Required action
Print every line of the data word for word.

=== Section Start ===

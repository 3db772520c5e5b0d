//! Filter parameters and server-side filter records.

use std::fmt;
use std::str::FromStr;

use alloy_primitives::{Address, B256};
use serde::{Deserialize, Serialize};

use crate::error::MirrorError;
use crate::spec::BlockSpec;
use crate::topics::TopicFilter;

/// Owner recorded on filters until clients carry an identity.
pub const ANONYMOUS_OWNER: &str = "anonymous";

// ─── LogFilterParams ─────────────────────────────────────────────────────────

/// `address` accepts one address or a list.
#[derive(Debug, Clone, PartialEq, Eq, Serialize, Deserialize)]
#[serde(untagged)]
pub enum AddressFilter {
    One(Address),
    Many(Vec<Address>),
}

impl AddressFilter {
    pub fn to_vec(&self) -> Vec<Address> {
        match self {
            Self::One(a) => vec![*a],
            Self::Many(v) => v.clone(),
        }
    }
}

/// The `eth_getLogs` / `eth_newFilter` filter object.
#[derive(Debug, Clone, Default, PartialEq, Eq, Serialize, Deserialize)]
#[serde(rename_all = "camelCase")]
pub struct LogFilterParams {
    #[serde(default, skip_serializing_if = "Option::is_none")]
    pub from_block: Option<BlockSpec>,
    #[serde(default, skip_serializing_if = "Option::is_none")]
    pub to_block: Option<BlockSpec>,
    /// Exact-block filter; when set, `from_block`/`to_block` are ignored.
    #[serde(default, skip_serializing_if = "Option::is_none")]
    pub block_hash: Option<B256>,
    #[serde(default, skip_serializing_if = "Option::is_none")]
    pub address: Option<AddressFilter>,
    #[serde(default, skip_serializing_if = "Option::is_none")]
    pub topics: Option<TopicFilter>,
}

impl LogFilterParams {
    /// Parse from a JSON-RPC parameter, mapping serde failures to
    /// malformed-input errors.
    pub fn from_value(value: serde_json::Value) -> Result<Self, MirrorError> {
        serde_json::from_value(value).map_err(|e| MirrorError::InvalidParams(format!("filter object: {e}")))
    }

    /// Addresses to match; empty means any sender.
    pub fn addresses(&self) -> Vec<Address> {
        self.address.as_ref().map(AddressFilter::to_vec).unwrap_or_default()
    }
}

// ─── FilterKind ──────────────────────────────────────────────────────────────

#[derive(Debug, Clone, Copy, PartialEq, Eq, Serialize, Deserialize)]
#[serde(rename_all = "kebab-case")]
pub enum FilterKind {
    Block,
    Event,
    PendingTransaction,
}

impl FilterKind {
    pub fn as_str(self) -> &'static str {
        match self {
            Self::Block => "block",
            Self::Event => "event",
            Self::PendingTransaction => "pending-transaction",
        }
    }
}

impl fmt::Display for FilterKind {
    fn fmt(&self, f: &mut fmt::Formatter<'_>) -> fmt::Result {
        f.write_str(self.as_str())
    }
}

impl FromStr for FilterKind {
    type Err = MirrorError;

    fn from_str(s: &str) -> Result<Self, Self::Err> {
        match s {
            "block" => Ok(Self::Block),
            "event" => Ok(Self::Event),
            "pending-transaction" => Ok(Self::PendingTransaction),
            other => Err(MirrorError::Codec(format!("unknown filter kind {other:?}"))),
        }
    }
}

// ─── Records ─────────────────────────────────────────────────────────────────

/// A filter to be created. The store assigns the id.
#[derive(Debug, Clone, PartialEq, Eq)]
pub struct NewFilter {
    pub kind: FilterKind,
    pub params: Option<LogFilterParams>,
    pub owner: String,
    /// Max block number (block filters) or max event id (event filters) at
    /// creation; `None` when the store had nothing yet.
    pub cursor: Option<u64>,
}

/// A stored filter.
#[derive(Debug, Clone, PartialEq, Eq)]
pub struct FilterRecord {
    pub id: u64,
    pub kind: FilterKind,
    pub params: Option<LogFilterParams>,
    pub owner: String,
    /// Unix seconds.
    pub created_at: i64,
    /// Unix seconds of the last poll, `created_at` until the first one.
    pub last_polled_at: i64,
    pub initial_cursor: Option<u64>,
    /// Last block number / event id already delivered.
    pub cursor: Option<u64>,
}

#[cfg(test)]
mod tests {
    use super::*;

    #[test]
    fn parses_wire_filter_object() {
        let json = serde_json::json!({
            "fromBlock": "earliest",
            "toBlock": "0x10",
            "address": "0x00000000000000000000000000000000000000aa",
            "topics": [null]
        });
        let params = LogFilterParams::from_value(json).unwrap();
        assert_eq!(params.from_block, Some(BlockSpec::Earliest));
        assert_eq!(params.to_block, Some(BlockSpec::Number(16)));
        assert_eq!(params.addresses(), vec![Address::with_last_byte(0xaa)]);
        assert_eq!(params.topics, Some(vec![None]));
    }

    #[test]
    fn address_list_and_missing_fields() {
        let json = serde_json::json!({
            "address": [
                "0x00000000000000000000000000000000000000aa",
                "0x00000000000000000000000000000000000000bb"
            ]
        });
        let params = LogFilterParams::from_value(json).unwrap();
        assert_eq!(params.addresses().len(), 2);
        assert!(params.from_block.is_none());
        assert!(params.topics.is_none());
    }

    #[test]
    fn malformed_block_in_filter_is_input_error() {
        let err = LogFilterParams::from_value(serde_json::json!({ "fromBlock": "12" })).unwrap_err();
        assert!(err.is_malformed_input());
        assert!(err.to_string().contains("block tag"), "{err}");
    }

    #[test]
    fn params_survive_storage_serialization() {
        let params = LogFilterParams {
            from_block: Some(BlockSpec::Number(3)),
            block_hash: None,
            ..Default::default()
        };
        let stored = serde_json::to_value(&params).unwrap();
        assert_eq!(LogFilterParams::from_value(stored).unwrap(), params);
    }

    #[test]
    fn filter_kind_strings() {
        for kind in [FilterKind::Block, FilterKind::Event, FilterKind::PendingTransaction] {
            assert_eq!(kind.as_str().parse::<FilterKind>().unwrap(), kind);
        }
        assert!("log".parse::<FilterKind>().is_err());
    }
}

=== Section End ===

Answer box
repository 3db772520c5e5b0d
//! Filter parameters and server-side filter records.

use std::fmt;
use std::str::FromStr;

use alloy_primitives::{Address, B256};
use serde::{Deserialize, Serialize};

use crate::error::MirrorError;
use crate::spec::BlockSpec;
use crate::topics::TopicFilter;

/// Owner recorded on filters until clients carry an identity.
pub const ANONYMOUS_OWNER: &str = "anonymous";

// ─── LogFilterParams ─────────────────────────────────────────────────────────

/// `address` accepts one address or a list.
#[derive(Debug, Clone, PartialEq, Eq, Serialize, Deserialize)]
#[serde(untagged)]
pub enum AddressFilter {
    One(Address),
    Many(Vec<Address>),
}

impl AddressFilter {
    pub fn to_vec(&self) -> Vec<Address> {
        match self {
            Self::One(a) => vec![*a],
            Self::Many(v) => v.clone(),
        }
    }
}

/// The `eth_getLogs` / `eth_newFilter` filter object.
#[derive(Debug, Clone, Default, PartialEq, Eq, Serialize, Deserialize)]
#[serde(rename_all = "camelCase")]
pub struct LogFilterParams {
    #[serde(default, skip_serializing_if = "Option::is_none")]
    pub from_block: Option<BlockSpec>,
    #[serde(default, skip_serializing_if = "Option::is_none")]
    pub to_block: Option<BlockSpec>,
    /// Exact-block filter; when set, `from_block`/`to_block` are ignored.
    #[serde(default, skip_serializing_if = "Option::is_none")]
    pub block_hash: Option<B256>,
    #[serde(default, skip_serializing_if = "Option::is_none")]
    pub address: Option<AddressFilter>,
    #[serde(default, skip_serializing_if = "Option::is_none")]
    pub topics: Option<TopicFilter>,
}

impl LogFilterParams {
    /// Parse from a JSON-RPC parameter, mapping serde failures to
    /// malformed-input errors.
    pub fn from_value(value: serde_json::Value) -> Result<Self, MirrorError> {
        serde_json::from_value(value).map_err(|e| MirrorError::InvalidParams(format!("filter object: {e}")))
    }

    /// Addresses to match; empty means any sender.
    pub fn addresses(&self) -> Vec<Address> {
        self.address.as_ref().map(AddressFilter::to_vec).unwrap_or_default()
    }
}

// ─── FilterKind ──────────────────────────────────────────────────────────────

#[derive(Debug, Clone, Copy, PartialEq, Eq, Serialize, Deserialize)]
#[serde(rename_all = "kebab-case")]
pub enum FilterKind {
    Block,
    Event,
    PendingTransaction,
}

impl FilterKind {
    pub fn as_str(self) -> &'static str {
        match self {
            Self::Block => "block",
            Self::Event => "event",
            Self::PendingTransaction => "pending-transaction",
        }
    }
}

impl fmt::Display for FilterKind {
    fn fmt(&self, f: &mut fmt::Formatter<'_>) -> fmt::Result {
        f.write_str(self.as_str())
    }
}

impl FromStr for FilterKind {
    type Err = MirrorError;

    fn from_str(s: &str) -> Result<Self, Self::Err> {
        match s {
            "block" => Ok(Self::Block),
            "event" => Ok(Self::Event),
            "pending-transaction" => Ok(Self::PendingTransaction),
            other => Err(MirrorError::Codec(format!("unknown filter kind {other:?}"))),
        }
    }
}

// ─── Records ─────────────────────────────────────────────────────────────────

/// A filter to be created. The store assigns the id.
#[derive(Debug, Clone, PartialEq, Eq)]
pub struct NewFilter {
    pub kind: FilterKind,
    pub params: Option<LogFilterParams>,
    pub owner: String,
    /// Max block number (block filters) or max event id (event filters) at
    /// creation; `None` when the store had nothing yet.
    pub cursor: Option<u64>,
}

/// A stored filter.
#[derive(Debug, Clone, PartialEq, Eq)]
pub struct FilterRecord {
    pub id: u64,
    pub kind: FilterKind,
    pub params: Option<LogFilterParams>,
    pub owner: String,
    /// Unix seconds.
    pub created_at: i64,
    /// Unix seconds of the last poll, `created_at` until the first one.
    pub last_polled_at: i64,
    pub initial_cursor: Option<u64>,
    /// Last block number / event id already delivered.
    pub cursor: Option<u64>,
}

#[cfg(test)]
mod tests {
    use super::*;

    #[test]
    fn parses_wire_filter_object() {
        let json = serde_json::json!({
            "fromBlock": "earliest",
            "toBlock": "0x10",
            "address": "0x00000000000000000000000000000000000000aa",
            "topics": [null]
        });
        let params = LogFilterParams::from_value(json).unwrap();
        assert_eq!(params.from_block, Some(BlockSpec::Earliest));
        assert_eq!(params.to_block, Some(BlockSpec::Number(16)));
        assert_eq!(params.addresses(), vec![Address::with_last_byte(0xaa)]);
        assert_eq!(params.topics, Some(vec![None]));
    }

    #[test]
    fn address_list_and_missing_fields() {
        let json = serde_json::json!({
            "address": [
                "0x00000000000000000000000000000000000000aa",
                "0x00000000000000000000000000000000000000bb"
            ]
        });
        let params = LogFilterParams::from_value(json).unwrap();
        assert_eq!(params.addresses().len(), 2);
        assert!(params.from_block.is_none());
        assert!(params.topics.is_none());
    }

    #[test]
    fn malformed_block_in_filter_is_input_error() {
        let err = LogFilterParams::from_value(serde_json::json!({ "fromBlock": "12" })).unwrap_err();
        assert!(err.is_malformed_input());
        assert!(err.to_string().contains("block tag"), "{err}");
    }

    #[test]
    fn params_survive_storage_serialization() {
        let params = LogFilterParams {
            from_block: Some(BlockSpec::Number(3)),
            block_hash: None,
            ..Default::default()
        };
        let stored = serde_json::to_value(&params).unwrap();
        assert_eq!(LogFilterParams::from_value(stored).unwrap(), params);
    }

    #[test]
    fn filter_kind_strings() {
        for kind in [FilterKind::Block, FilterKind::Event, FilterKind::PendingTransaction] {
            assert_eq!(kind.as_str().parse::<FilterKind>().unwrap(), kind);
        }
        assert!("log".parse::<FilterKind>().is_err());
    }
}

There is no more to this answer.